Exhibition Mews
Ash Sakula has completed an Eco-terrace, three prototype affordable homes for social rent in the Eco-town of Whitehill Bordon in Hampshire for housing association the Radian Group.
This follows Ash Sakula winning entry in an open design competition run by East Hampshire District Council and Radian in 2012. The competition, which attracted 54 submissions, sought to create exemplary housing on a challenging site at the entrance to the town. Designs were to be capable of replication on other sites in the town, and to achieve the highest possible sustainable standards. Ash Sakula’s proposal, unanimously chosen by a panel of architects and local residents, features three houses each comprising a highly insulated core of flexibly arranged accommodation supplemented by an uninsulated entrance space opening onto an enclosed front garden. Importantly, the competition called for sustainable lifestyle suggestions to be embedded into the buildings themselves. Ash Sakula’s plan layout is focussed on how people actually want to live and it was this careful examination of how the houses would work for their occupants which appealed to the competition jury of housing professionals and local residents, and led to the project winning first prize. The generosity of space and loose-fit flexibility of the scheme was deemed a real success, and the jury suggested that employing these attributes will bring the construction industry closer to designing homes that are inherently sustainable.
The competition was also interested in the applicability of the base design to other sites. In response, Ash Sakula developed a range of different configurations for the eco-terrace typology, allowing three and four bedroom variants and a variety of layouts.
The terrace as built consists of three two-storey houses, each of two bedrooms. They have a simple cubic massing, each with an asymmetrical saw-tooth roof for south-facing PV panels at an optimum pitch of 30˚. Adjacent to the terrace is a small but tall building, wearing the same clothes as the terrace. It contains a communal recycling and refuse storage area for the three houses, while its upper part provides an attic for bats and eaves for house martins.
At the rear of the houses is a communal wild garden, planted to encourage wildlife habitats. Each house has its own sunken patio within this shared terrain.
The compact core of each house forms an easy to build, easy to insulate, easy to heat, easy to live in volume. Each house is entered through a glass-roofed indoor/outdoor space that occupiers may use as a boot room, a workshop, a greenhouse, a playspace, a meet and greet threshold and an all round stress reducing extra space. It contains a large coat cupboard and has a glazed screen wall opening onto the patio front garden. Alongside the entrance space is an external store, which comfortably houses two bicycles and tools.
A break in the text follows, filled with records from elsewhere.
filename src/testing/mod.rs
//! Fixtures shared by unit tests and the `tests/` integration suite.
//!
//! Every call opens a fresh in-memory database, so tests never share rows.

use sqlx::SqlitePool;

use crate::app::{self, AppState};
use crate::auth::{Passwords, Principal};
use crate::config::AppConfig;
use crate::database::models::Role;
use crate::database::DatabaseManager;

/// Empty schema on a private in-memory database
pub async fn test_database() -> DatabaseManager {
    let db = DatabaseManager::connect(&AppConfig::testing().database)
        .await
        .expect("open in-memory database");
    db.initialize().await.expect("initialize schema");
    db
}

/// Cheap argon2 parameters
pub fn test_passwords() -> Passwords {
    Passwords::from_config(&AppConfig::testing().security).expect("valid test hash params")
}

/// Full application state with the bootstrap admin seeded
pub async fn test_state() -> AppState {
    test_state_with(AppConfig::testing()).await
}

/// Same as [`test_state`] over a tweaked configuration
pub async fn test_state_with(config: AppConfig) -> AppState {
    app::build_state(config).await.expect("build test state")
}

/// Insert an account with a real password hash
pub async fn seed_user(pool: &SqlitePool, passwords: &Passwords, username: &str, password: &str, role: Role) -> Principal {
    let hash = passwords.hash(password).await.expect("hash password");
    insert_user(pool, username, &hash, role).await
}

/// Insert an account that can never log in. For tests that only need an identity.
pub async fn seed_principal(pool: &SqlitePool, username: &str, role: Role) -> Principal {
    insert_user(pool, username, "!", role).await
}

async fn insert_user(pool: &SqlitePool, username: &str, hash: &str, role: Role) -> Principal {
    let full_name = format!("{} (test)", username);
    let id = sqlx::query("INSERT INTO users (username, password, full_name, role) VALUES (?, ?, ?, ?)")
        .bind(username)
        .bind(hash)
        .bind(&full_name)
        .bind(role)
        .execute(pool)
        .await
        .expect("insert user")
        .last_insert_rowid();

    Principal {
        id,
        username: username.to_string(),
        full_name,
        role,
    }
}

pub async fn seed_task(pool: &SqlitePool, name: &str) -> i64 {
    sqlx::query("INSERT INTO tasks (task_name) VALUES (?)")
        .bind(name)
        .execute(pool)
        .await
        .expect("insert task")
        .last_insert_rowid()
}

/// `date` is `YYYY-MM-DD`
pub async fn seed_entry(pool: &SqlitePool, user_id: i64, task_id: i64, hours: f64, date: &str) -> i64 {
    sqlx::query("INSERT INTO timesheet_entries (user_id, task_id, hours_spent, entry_date) VALUES (?, ?, ?, ?)")
        .bind(user_id)
        .bind(task_id)
        .bind(hours)
        .bind(date)
        .execute(pool)
        .await
        .expect("insert entry")
        .last_insert_rowid()
}
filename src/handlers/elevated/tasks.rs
use axum::extract::State;
use serde_json::Value;

use crate::app::AppState;
use crate::middleware::{AdminUser, ApiJson, ApiPath, ApiResponse, ApiResult};
use crate::services::{CreatedTask, NewTask, TaskPatch, TaskService};

/// POST /api/tasks
pub async fn create(
    State(state): State<AppState>,
    _admin: AdminUser,
    ApiJson(input): ApiJson<NewTask>,
) -> ApiResult<CreatedTask> {
    let created = TaskService::new(state.db.pool()).create(input).await?;
    Ok(ApiResponse::created(created))
}

/// PUT /api/tasks/:id
pub async fn update(
    State(state): State<AppState>,
    _admin: AdminUser,
    ApiPath(id): ApiPath<i64>,
    ApiJson(patch): ApiJson<TaskPatch>,
) -> ApiResult<Value> {
    TaskService::new(state.db.pool()).update(id, patch).await?;
    Ok(ApiResponse::message("Task updated successfully"))
}

/// DELETE /api/tasks/:id
pub async fn delete(
    State(state): State<AppState>,
    _admin: AdminUser,
    ApiPath(id): ApiPath<i64>,
) -> ApiResult<Value> {
    TaskService::new(state.db.pool()).delete(id).await?;
    Ok(ApiResponse::message("Task deleted successfully"))
}
pub mod manager;
pub mod models;
pub mod query_builder;
pub mod repository;
pub mod schema;

pub use manager::{DatabaseError, DatabaseManager};
pub use query_builder::{Changeset, Conditions, SqlParam};
pub use repository::Repository;
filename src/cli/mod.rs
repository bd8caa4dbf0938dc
pub mod commands;
pub mod utils;

use clap::{Parser, Subcommand};

use crate::config::AppConfig;

#[derive(Parser)]
#[command(name = "timesheet")]
#[command(about = "Timesheet API - multi-user time tracking server")]
#[command(version)]
pub struct Cli {
    #[arg(long, global = true, help = "Output in JSON format")]
    pub json: bool,

    #[command(subcommand)]
    pub command: Option<Commands>,
}

#[derive(Subcommand)]
pub enum Commands {
    #[command(about = "Run the HTTP server (default)")]
    Serve(commands::serve::ServeArgs),

    #[command(about = "Create the schema and bootstrap admin, then exit")]
    Init(commands::init::InitArgs),
}

#[derive(Debug, Clone, Copy)]
pub enum OutputFormat {
    Text,
    Json,
}

impl OutputFormat {
    pub fn from_cli(cli: &Cli) -> Self {
        if cli.json {
            OutputFormat::Json
        } else {
            OutputFormat::Text
        }
    }
}

pub async fn run(cli: Cli, config: AppConfig) -> anyhow::Result<()> {
    let output_format = OutputFormat::from_cli(&cli);

    match cli.command {
        Some(Commands::Serve(args)) => commands::serve::handle(args, config).await,
        Some(Commands::Init(args)) => commands::init::handle(args, config, output_format).await,
        None => commands::serve::handle(commands::serve::ServeArgs::default(), config).await,
    }
}
// Handlers are grouped by the capability a route requires:
// public (none), protected (signed in) and elevated (admin).
pub mod elevated;
pub mod protected;
pub mod public;
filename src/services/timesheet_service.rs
use serde::Deserialize;
use sqlx::SqlitePool;
use tracing::{info, warn};

use crate::auth::Principal;
use crate::database::models::{EntryDetails, TimesheetEntry};
use crate::database::query_builder::bind_query_as;
use crate::database::repository::ENTRIES;
use crate::database::{Changeset, Repository};
use crate::error::ApiError;
use crate::services::scope::{parse_date, Scope};
use crate::services::task_service::TaskService;

#[derive(Debug, Clone, Default, Deserialize)]
#[serde(rename_all = "camelCase")]
pub struct NewEntry {
    pub task_id: Option<i64>,
    pub hours_spent: Option<f64>,
    pub entry_date: Option<String>,
    pub notes: Option<String>,
}

/// Partial entry update. Absent fields are left untouched.
#[derive(Debug, Clone, Default, Deserialize)]
#[serde(rename_all = "camelCase")]
pub struct EntryPatch {
    pub task_id: Option<i64>,
    pub hours_spent: Option<f64>,
    pub entry_date: Option<String>,
    pub notes: Option<String>,
}

/// Hours must lie in (0, 24]
pub fn check_hours(hours: f64) -> Result<f64, ApiError> {
    if hours > 0.0 && hours <= 24.0 {
        Ok(hours)
    } else {
        Err(ApiError::field("hoursSpent", "Hours must be between 0 and 24"))
    }
}

#[derive(Debug, Clone, Copy)]
enum Mutation {
    Edit,
    Delete,
}

pub struct TimesheetService<'a> {
    pool: &'a SqlitePool,
}

impl<'a> TimesheetService<'a> {
    pub fn new(pool: &'a SqlitePool) -> Self {
        Self { pool }
    }

    fn repository(&self) -> Repository<'a, TimesheetEntry> {
        Repository::new(ENTRIES, self.pool)
    }

    async fn require_task(&self, task_id: i64) -> Result<(), ApiError> {
        if TaskService::new(self.pool).exists(task_id).await? {
            Ok(())
        } else {
            Err(ApiError::not_found("Task not found"))
        }
    }

    /// Load an entry the caller may mutate: its owner or any admin
    async fn owned_entry(&self, principal: &Principal, id: i64, mutation: Mutation) -> Result<TimesheetEntry, ApiError> {
        let entry = self
            .repository()
            .select_one(id)
            .await?
            .ok_or_else(|| ApiError::not_found("Entry not found"))?;

        if !principal.is_admin() && entry.user_id != principal.id {
            warn!(
                "User {} attempted to {:?} entry {} owned by user {}",
                principal.id, mutation, id, entry.user_id
            );
            return Err(match mutation {
                Mutation::Edit => ApiError::forbidden("Cannot edit other users entries"),
                Mutation::Delete => ApiError::forbidden("Cannot delete other users entries"),
            });
        }
        Ok(entry)
    }

    /// Entries in scope joined with owner and task names, latest day first
    pub async fn list(&self, scope: &Scope) -> Result<Vec<EntryDetails>, ApiError> {
        let conditions = scope.conditions("te.user_id", "te.entry_date");
        let sql = format!(
            r#"
            SELECT
                te.id, te.user_id, te.task_id, te.hours_spent, te.entry_date, te.notes, te.created_at,
                u.username, u.full_name, t.task_name
            FROM timesheet_entries te
            JOIN users u ON te.user_id = u.id
            JOIN tasks t ON te.task_id = t.id
            {}
            ORDER BY te.entry_date DESC, te.created_at DESC, te.id DESC
            "#,
            conditions.where_sql()
        );

        let mut q = sqlx::query_as::<_, EntryDetails>(&sql);
        for p in conditions.params() {
            q = bind_query_as(q, p);
        }
        Ok(q.fetch_all(self.pool).await?)
    }

    /// Record hours for the caller. The owner is always the session user.
    pub async fn create(&self, principal: &Principal, input: NewEntry) -> Result<i64, ApiError> {
        let (task_id, hours_spent, entry_date) = match (input.task_id, input.hours_spent, input.entry_date) {
            (Some(task_id), Some(hours), Some(date)) if !date.is_empty() => (task_id, hours, date),
            _ => return Err(ApiError::validation("Task, hours, and date required")),
        };
        let hours_spent = check_hours(hours_spent)?;
        let entry_date = parse_date("entryDate", Some(&entry_date))?
            .ok_or_else(|| ApiError::validation("Task, hours, and date required"))?;
        self.require_task(task_id).await?;

        let id = sqlx::query(
            "INSERT INTO timesheet_entries (user_id, task_id, hours_spent, entry_date, notes) VALUES (?, ?, ?, ?, ?)",
        )
        .bind(principal.id)
        .bind(task_id)
        .bind(hours_spent)
        .bind(entry_date)
        .bind(input.notes.unwrap_or_default())
        .execute(self.pool)
        .await?
        .last_insert_rowid();

        info!("User {} logged {}h on task {} for {}", principal.id, hours_spent, task_id, entry_date);
        Ok(id)
    }

    pub async fn update(&self, principal: &Principal, id: i64, patch: EntryPatch) -> Result<(), ApiError> {
        self.owned_entry(principal, id, Mutation::Edit).await?;

        if let Some(task_id) = patch.task_id {
            self.require_task(task_id).await?;
        }
        let hours_spent = patch.hours_spent.map(check_hours).transpose()?;
        let entry_date = parse_date("entryDate", patch.entry_date.as_deref())?;

        let changes = Changeset::new()
            .set_opt("task_id", patch.task_id)
            .set_opt("hours_spent", hours_spent)
            .set_opt("entry_date", entry_date)
            .set_opt("notes", patch.notes);
        if changes.is_empty() {
            return Err(ApiError::validation("No fields to update"));
        }

        self.repository().update(id, &changes).await?;
        info!("User {} updated entry {} ({})", principal.id, id, changes.columns().join(", "));
        Ok(())
    }

    pub async fn delete(&self, principal: &Principal, id: i64) -> Result<(), ApiError> {
        self.owned_entry(principal, id, Mutation::Delete).await?;
        self.repository().delete(id).await?;
        info!("User {} deleted entry {}", principal.id, id);
        Ok(())
    }
}
use chrono::NaiveDate;
use serde::Serialize;
use sqlx::FromRow;

#[derive(Debug, Clone, Serialize, FromRow)]
pub struct TaskHours {
    pub task_id: i64,
    pub task_name: String,
    pub total_hours: f64,
    pub entry_count: i64,
}

#[derive(Debug, Clone, Serialize, FromRow)]
pub struct DateHours {
    pub entry_date: NaiveDate,
    pub total_hours: f64,
}

#[derive(Debug, Clone, Serialize, FromRow)]
pub struct UserHours {
    pub user_id: i64,
    pub full_name: String,
    pub username: String,
    pub total_hours: f64,
    pub days_worked: i64,
    pub entry_count: i64,
}

#[derive(Debug, Clone, Default, PartialEq, Serialize, FromRow)]
pub struct Summary {
    pub total_hours: f64,
    pub total_entries: i64,
    pub days_logged: i64,
    pub tasks_worked: i64,
}
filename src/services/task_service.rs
use serde::{Deserialize, Serialize};
use sqlx::SqlitePool;
use tracing::info;

use crate::database::models::{Task, TaskStatus};
use crate::database::repository::TASKS;
use crate::database::{Changeset, Repository};
use crate::error::ApiError;

#[derive(Debug, Clone, Default, Deserialize)]
#[serde(rename_all = "camelCase")]
pub struct NewTask {
    pub task_name: Option<String>,
    pub description: Option<String>,
    pub estimated_hours: Option<f64>,
    pub status: Option<String>,
}

/// Partial task update. Absent fields are left untouched.
#[derive(Debug, Clone, Default, Deserialize)]
#[serde(rename_all = "camelCase")]
pub struct TaskPatch {
    pub task_name: Option<String>,
    pub description: Option<String>,
    pub estimated_hours: Option<f64>,
    pub status: Option<String>,
}

#[derive(Debug, Clone, Serialize)]
#[serde(rename_all = "camelCase")]
pub struct CreatedTask {
    pub id: i64,
    pub task_name: String,
    pub description: String,
    pub estimated_hours: f64,
    pub status: TaskStatus,
    pub message: &'static str,
}

fn check_estimate(hours: f64) -> Result<f64, ApiError> {
    if hours.is_finite() && hours >= 0.0 {
        Ok(hours)
    } else {
        Err(ApiError::field("estimatedHours", "Estimated hours must be zero or more"))
    }
}

impl TaskPatch {
    /// Empty names and unknown statuses are dropped, matching how the
    /// registry has always treated them.
    pub fn into_changeset(self) -> Result<Changeset, ApiError> {
        let estimated_hours = self.estimated_hours.map(check_estimate).transpose()?;
        let status = self.status.and_then(|s| s.parse::<TaskStatus>().ok());

        Ok(Changeset::new()
            .set_opt("task_name", self.task_name.filter(|n| !n.is_empty()))
            .set_opt("description", self.description)
            .set_opt("estimated_hours", estimated_hours)
            .set_opt("status", status.map(|s| s.as_str())))
    }
}

pub struct TaskService<'a> {
    pool: &'a SqlitePool,
}

impl<'a> TaskService<'a> {
    pub fn new(pool: &'a SqlitePool) -> Self {
        Self { pool }
    }

    fn repository(&self) -> Repository<'a, Task> {
        Repository::new(TASKS, self.pool)
    }

    /// Newest first
    pub async fn list(&self) -> Result<Vec<Task>, ApiError> {
        let tasks = sqlx::query_as::<_, Task>("SELECT * FROM tasks ORDER BY created_at DESC, id DESC")
            .fetch_all(self.pool)
            .await?;
        Ok(tasks)
    }

    pub async fn exists(&self, id: i64) -> Result<bool, ApiError> {
        Ok(self.repository().exists(id).await?)
    }

    pub async fn create(&self, input: NewTask) -> Result<CreatedTask, ApiError> {
        let task_name = input
            .task_name
            .filter(|n| !n.is_empty())
            .ok_or_else(|| ApiError::field("taskName", "Task name required"))?;
        let description = input.description.unwrap_or_default();
        let estimated_hours = check_estimate(input.estimated_hours.unwrap_or(0.0))?;
        let status = match input.status.as_deref() {
            None | Some("") => TaskStatus::default(),
            Some(s) => s
                .parse::<TaskStatus>()
                .map_err(|e| ApiError::field("status", e.to_string()))?,
        };

        let id = sqlx::query(
            "INSERT INTO tasks (task_name, description, estimated_hours, status) VALUES (?, ?, ?, ?)",
        )
        .bind(&task_name)
        .bind(&description)
        .bind(estimated_hours)
        .bind(status)
        .execute(self.pool)
        .await?
        .last_insert_rowid();

        info!("Created task {} '{}'", id, task_name);
        Ok(CreatedTask {
            id,
            task_name,
            description,
            estimated_hours,
            status,
            message: "Task created successfully",
        })
    }

    pub async fn update(&self, id: i64, patch: TaskPatch) -> Result<(), ApiError> {
        let repo = self.repository();
        if !repo.exists(id).await? {
            return Err(ApiError::not_found("Task not found"));
        }

        let changes = patch.into_changeset()?;
        if changes.is_empty() {
            return Err(ApiError::validation("No fields to update"));
        }

        repo.update(id, &changes).await?;
        info!("Updated task {} ({})", id, changes.columns().join(", "));
        Ok(())
    }

    /// Entries that reference the task are left in place
    pub async fn delete(&self, id: i64) -> Result<(), ApiError> {
        if self.repository().delete(id).await? == 0 {
            return Err(ApiError::not_found("Task not found"));
        }
        info!("Deleted task {}", id);
        Ok(())
    }
}
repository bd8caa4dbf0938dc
pub mod init;
pub mod serve;
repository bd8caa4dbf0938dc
use serde::Serialize;
use sqlx::sqlite::SqliteRow;
use sqlx::{FromRow, SqlitePool};
use tracing::debug;

use crate::auth::Principal;
use crate::database::models::{DateHours, Summary, TaskHours, UserHours};
use crate::database::query_builder::bind_query_as;
use crate::database::Conditions;
use crate::error::ApiError;
use crate::services::scope::Scope;

/// All four roll-ups over the same scope
#[derive(Debug, Clone, Serialize)]
#[serde(rename_all = "camelCase")]
pub struct AnalyticsReport {
    pub summary: Summary,
    pub hours_by_task: Vec<TaskHours>,
    pub hours_by_date: Vec<DateHours>,
    pub hours_by_user: Vec<UserHours>,
}

pub struct AnalyticsService<'a> {
    pool: &'a SqlitePool,
}

impl<'a> AnalyticsService<'a> {
    pub fn new(pool: &'a SqlitePool) -> Self {
        Self { pool }
    }

    async fn fetch<T>(&self, sql: &str, conditions: &Conditions) -> Result<Vec<T>, ApiError>
    where
        T: for<'r> FromRow<'r, SqliteRow> + Send + Unpin,
    {
        let mut q = sqlx::query_as::<_, T>(sql);
        for p in conditions.params() {
            q = bind_query_as(q, p);
        }
        Ok(q.fetch_all(self.pool).await?)
    }

    pub async fn hours_by_task(&self, scope: &Scope) -> Result<Vec<TaskHours>, ApiError> {
        let conditions = scope.conditions("te.user_id", "te.entry_date");
        let sql = format!(
            r#"
            SELECT t.id AS task_id, t.task_name,
                   COALESCE(SUM(te.hours_spent), 0.0) AS total_hours,
                   COUNT(te.id) AS entry_count
            FROM timesheet_entries te
            JOIN tasks t ON te.task_id = t.id
            {}
            GROUP BY t.id, t.task_name
            ORDER BY total_hours DESC, t.id ASC
            "#,
            conditions.where_sql()
        );
        self.fetch(&sql, &conditions).await
    }

    pub async fn hours_by_date(&self, scope: &Scope) -> Result<Vec<DateHours>, ApiError> {
        let conditions = scope.conditions("te.user_id", "te.entry_date");
        let sql = format!(
            r#"
            SELECT te.entry_date, COALESCE(SUM(te.hours_spent), 0.0) AS total_hours
            FROM timesheet_entries te
            {}
            GROUP BY te.entry_date
            ORDER BY te.entry_date ASC
            "#,
            conditions.where_sql()
        );
        self.fetch(&sql, &conditions).await
    }

    /// Every employee over the date range, zero rows included. Ignores the user filter.
    pub async fn hours_by_user(&self, scope: &Scope) -> Result<Vec<UserHours>, ApiError> {
        let conditions = scope.date_conditions("te.entry_date");
        let sql = format!(
            r#"
            SELECT u.id AS user_id, u.full_name, u.username,
                   COALESCE(SUM(te.hours_spent), 0.0) AS total_hours,
                   COUNT(DISTINCT te.entry_date) AS days_worked,
                   COUNT(te.id) AS entry_count
            FROM users u
            LEFT JOIN timesheet_entries te ON te.user_id = u.id{}
            WHERE u.role = 'employee'
            GROUP BY u.id, u.full_name, u.username
            ORDER BY total_hours DESC, u.id ASC
            "#,
            conditions.and_sql()
        );
        self.fetch(&sql, &conditions).await
    }

    pub async fn summary(&self, scope: &Scope) -> Result<Summary, ApiError> {
        let conditions = scope.conditions("te.user_id", "te.entry_date");
        let sql = format!(
            r#"
            SELECT COALESCE(SUM(te.hours_spent), 0.0) AS total_hours,
                   COUNT(te.id) AS total_entries,
                   COUNT(DISTINCT te.entry_date) AS days_logged,
                   COUNT(DISTINCT te.task_id) AS tasks_worked
            FROM timesheet_entries te
            {}
            "#,
            conditions.where_sql()
        );
        let rows: Vec<Summary> = self.fetch(&sql, &conditions).await?;
        Ok(rows.into_iter().next().unwrap_or_default())
    }

    /// Run every roll-up concurrently. Any failure fails the report.
    pub async fn report(&self, principal: &Principal, scope: &Scope) -> Result<AnalyticsReport, ApiError> {
        let by_user = async {
            if principal.is_admin() {
                self.hours_by_user(scope).await
            } else {
                Ok(Vec::new())
            }
        };

        let (summary, hours_by_task, hours_by_date, hours_by_user) = tokio::try_join!(
            self.summary(scope),
            self.hours_by_task(scope),
            self.hours_by_date(scope),
            by_user
        )?;

        debug!(
            "Analytics for user {}: {} entries across {} tasks",
            principal.id, summary.total_entries, summary.tasks_worked
        );
        Ok(AnalyticsReport {
            summary,
            hours_by_task,
            hours_by_date,
            hours_by_user,
        })
    }
}
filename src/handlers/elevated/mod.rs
pub mod tasks;
pub mod users;
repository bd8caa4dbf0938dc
use axum::{
    extract::{Request, State},
    middleware::Next,
    response::Response,
};
use tower_sessions::Session;

use crate::app::AppState;
use crate::auth::Principal;
use crate::database::models::UserRecord;
use crate::database::repository::USERS;
use crate::database::Repository;
use crate::error::ApiError;
use crate::session::PRINCIPAL_KEY;

/// Who the session cookie resolved to for this request
#[derive(Debug, Clone, Default)]
pub struct CurrentSession {
    pub principal: Option<Principal>,
}

/// Resolve the session into a [`CurrentSession`] request extension.
///
/// Runs for every route. Missing, unknown and expired cookies all resolve to
/// an anonymous session; the guards decide what that means. The stored
/// principal is re-read from `users` so deletions and role changes apply to
/// sessions that are already open.
pub async fn session_middleware(
    State(state): State<AppState>,
    session: Session,
    mut request: Request,
    next: Next,
) -> Result<Response, ApiError> {
    let principal = match session.get::<Principal>(PRINCIPAL_KEY).await? {
        Some(stored) => refresh(&state, &session, stored).await?,
        None => None,
    };
    if let Some(principal) = &principal {
        tracing::debug!("Request from user '{}' (id {})", principal.username, principal.id);
    }

    request.extensions_mut().insert(CurrentSession { principal });
    Ok(next.run(request).await)
}

async fn refresh(state: &AppState, session: &Session, stored: Principal) -> Result<Option<Principal>, ApiError> {
    let user = Repository::<UserRecord>::new(USERS, state.db.pool())
        .select_one(stored.id)
        .await?;

    match user {
        None => {
            tracing::info!("Ending session of deleted user {}", stored.id);
            session.flush().await?;
            Ok(None)
        }
        Some(user) => {
            let current = Principal::from(user);
            if current != stored {
                session.insert(PRINCIPAL_KEY, &current).await?;
            }
            Ok(Some(current))
        }
    }
}
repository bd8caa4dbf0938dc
pub mod extract;
pub mod guard;
pub mod response;
pub mod session;

pub use extract::{ApiJson, ApiPath, ApiQuery};
pub use guard::{AdminUser, AuthUser};
pub use response::{ApiResponse, ApiResult};
pub use session::{session_middleware, CurrentSession};
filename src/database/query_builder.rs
use chrono::NaiveDate;
use sqlx::query::{Query, QueryAs};
use sqlx::sqlite::{SqliteArguments, SqliteRow};
use sqlx::{FromRow, Sqlite};

/// A positional statement parameter
#[derive(Debug, Clone, PartialEq)]
pub enum SqlParam {
    Integer(i64),
    Real(f64),
    Text(String),
    Date(NaiveDate),
}

impl From<i64> for SqlParam {
    fn from(v: i64) -> Self {
        SqlParam::Integer(v)
    }
}

impl From<f64> for SqlParam {
    fn from(v: f64) -> Self {
        SqlParam::Real(v)
    }
}

impl From<String> for SqlParam {
    fn from(v: String) -> Self {
        SqlParam::Text(v)
    }
}

impl From<&str> for SqlParam {
    fn from(v: &str) -> Self {
        SqlParam::Text(v.to_string())
    }
}

impl From<NaiveDate> for SqlParam {
    fn from(v: NaiveDate) -> Self {
        SqlParam::Date(v)
    }
}

/// AND-joined predicates with their positional parameters, in bind order
#[derive(Debug, Clone, Default)]
pub struct Conditions {
    clauses: Vec<String>,
    params: Vec<SqlParam>,
}

impl Conditions {
    pub fn new() -> Self {
        Self::default()
    }

    /// Add a predicate with exactly one `?` placeholder
    pub fn push(&mut self, clause: impl Into<String>, param: impl Into<SqlParam>) -> &mut Self {
        self.clauses.push(clause.into());
        self.params.push(param.into());
        self
    }

    pub fn push_opt<T: Into<SqlParam>>(&mut self, clause: &str, param: Option<T>) -> &mut Self {
        if let Some(param) = param {
            self.push(clause, param);
        }
        self
    }

    pub fn is_empty(&self) -> bool {
        self.clauses.is_empty()
    }

    /// `" AND a = ? AND b >= ?"`, for appending to an existing WHERE or ON clause
    pub fn and_sql(&self) -> String {
        self.clauses.iter().map(|c| format!(" AND {}", c)).collect()
    }

    /// `"WHERE a = ? AND b >= ?"`, or an empty string when there is nothing to filter
    pub fn where_sql(&self) -> String {
        if self.clauses.is_empty() {
            String::new()
        } else {
            format!("WHERE {}", self.clauses.join(" AND "))
        }
    }

    pub fn params(&self) -> &[SqlParam] {
        &self.params
    }
}

/// Column assignments for a partial UPDATE. Only the columns that were set are written.
#[derive(Debug, Default)]
pub struct Changeset {
    assignments: Vec<(&'static str, SqlParam)>,
}

impl Changeset {
    pub fn new() -> Self {
        Self::default()
    }

    pub fn set(mut self, column: &'static str, value: impl Into<SqlParam>) -> Self {
        self.assignments.push((column, value.into()));
        self
    }

    pub fn set_opt<T: Into<SqlParam>>(self, column: &'static str, value: Option<T>) -> Self {
        match value {
            Some(value) => self.set(column, value),
            None => self,
        }
    }

    pub fn is_empty(&self) -> bool {
        self.assignments.is_empty()
    }

    pub fn columns(&self) -> Vec<&'static str> {
        self.assignments.iter().map(|(c, _)| *c).collect()
    }

    /// `UPDATE table SET a = ?, b = ? WHERE id = ?`; the id is bound last by the caller
    pub fn update_sql(&self, table: &str) -> String {
        let sets: Vec<String> = self
            .assignments
            .iter()
            .map(|(column, _)| format!("{} = ?", column))
            .collect();
        format!("UPDATE {} SET {} WHERE id = ?", table, sets.join(", "))
    }

    pub fn params(&self) -> impl Iterator<Item = &SqlParam> {
        self.assignments.iter().map(|(_, v)| v)
    }
}

pub fn bind_query<'q>(
    q: Query<'q, Sqlite, SqliteArguments<'q>>,
    v: &'q SqlParam,
) -> Query<'q, Sqlite, SqliteArguments<'q>> {
    match v {
        SqlParam::Integer(i) => q.bind(*i),
        SqlParam::Real(f) => q.bind(*f),
        SqlParam::Text(s) => q.bind(s.as_str()),
        SqlParam::Date(d) => q.bind(*d),
    }
}

pub fn bind_query_as<'q, O>(
    q: QueryAs<'q, Sqlite, O, SqliteArguments<'q>>,
    v: &'q SqlParam,
) -> QueryAs<'q, Sqlite, O, SqliteArguments<'q>>
where
    O: for<'r> FromRow<'r, SqliteRow>,
{
    match v {
        SqlParam::Integer(i) => q.bind(*i),
        SqlParam::Real(f) => q.bind(*f),
        SqlParam::Text(s) => q.bind(s.as_str()),
        SqlParam::Date(d) => q.bind(*d),
    }
}

#[cfg(test)]
mod tests {
    use super::*;

    #[test]
    fn empty_conditions_render_nothing() {
        let conditions = Conditions::new();
        assert!(conditions.is_empty());
        assert_eq!(conditions.where_sql(), "");
        assert_eq!(conditions.and_sql(), "");
    }

    #[test]
    fn conditions_keep_params_in_clause_order() {
        let start = NaiveDate::from_ymd_opt(2024, 1, 1).unwrap();
        let mut conditions = Conditions::new();
        conditions
            .push("te.user_id = ?", 7i64)
            .push_opt("te.entry_date >= ?", Some(start))
            .push_opt::<NaiveDate>("te.entry_date <= ?", None);

        assert_eq!(conditions.where_sql(), "WHERE te.user_id = ? AND te.entry_date >= ?");
        assert_eq!(conditions.and_sql(), " AND te.user_id = ? AND te.entry_date >= ?");
        assert_eq!(
            conditions.params(),
            &[SqlParam::Integer(7), SqlParam::Date(start)]
        );
    }

    #[test]
    fn changeset_renders_only_present_columns() {
        let changes = Changeset::new()
            .set_opt("task_name", Some("Review"))
            .set_opt::<f64>("estimated_hours", None)
            .set("status", "inactive");

        assert!(!changes.is_empty());
        assert_eq!(changes.columns(), vec!["task_name", "status"]);
        assert_eq!(
            changes.update_sql("tasks"),
            "UPDATE tasks SET task_name = ?, status = ? WHERE id = ?"
        );
    }

    #[test]
    fn changeset_without_fields_is_empty() {
        let changes = Changeset::new().set_opt::<String>("notes", None);
        assert!(changes.is_empty());
    }
}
Within the core ground floor of each house is a kitchen and dining space and a living room space, divided by the staircase. The kitchen opens onto the front garden. Behind the kitchen is a WC, capable of conversion into a shower room. The living room is long, and is lit from both ends, allowing two zones of activity: a seating/TV zone and a study/homework zone. Upstairs are two double bedrooms and a bathroom. The high, spacious landing operates as a laundry area, with washing machine and airing cupboards, and a high roof opening to a skylight where a hanging clothes dryer is located. At the back of the living room, a glazed door leads out onto a sunken patio area within the wider expanse of the shared eco-garden.
The houses are well adapted for inclusive living. They can welcome the disabled, and can adapt over time to meet changing needs and growing infirmity. Thus they have level thresholds, a downstairs WC large enough to convert to a shower room, circulation sufficient for non-ambulant users, and meet all aspects of the detailed Lifetime Homes criteria. The second bedroom can function as a home office, and the length of the living room with windows at each end enables a study or homework corner to be located there.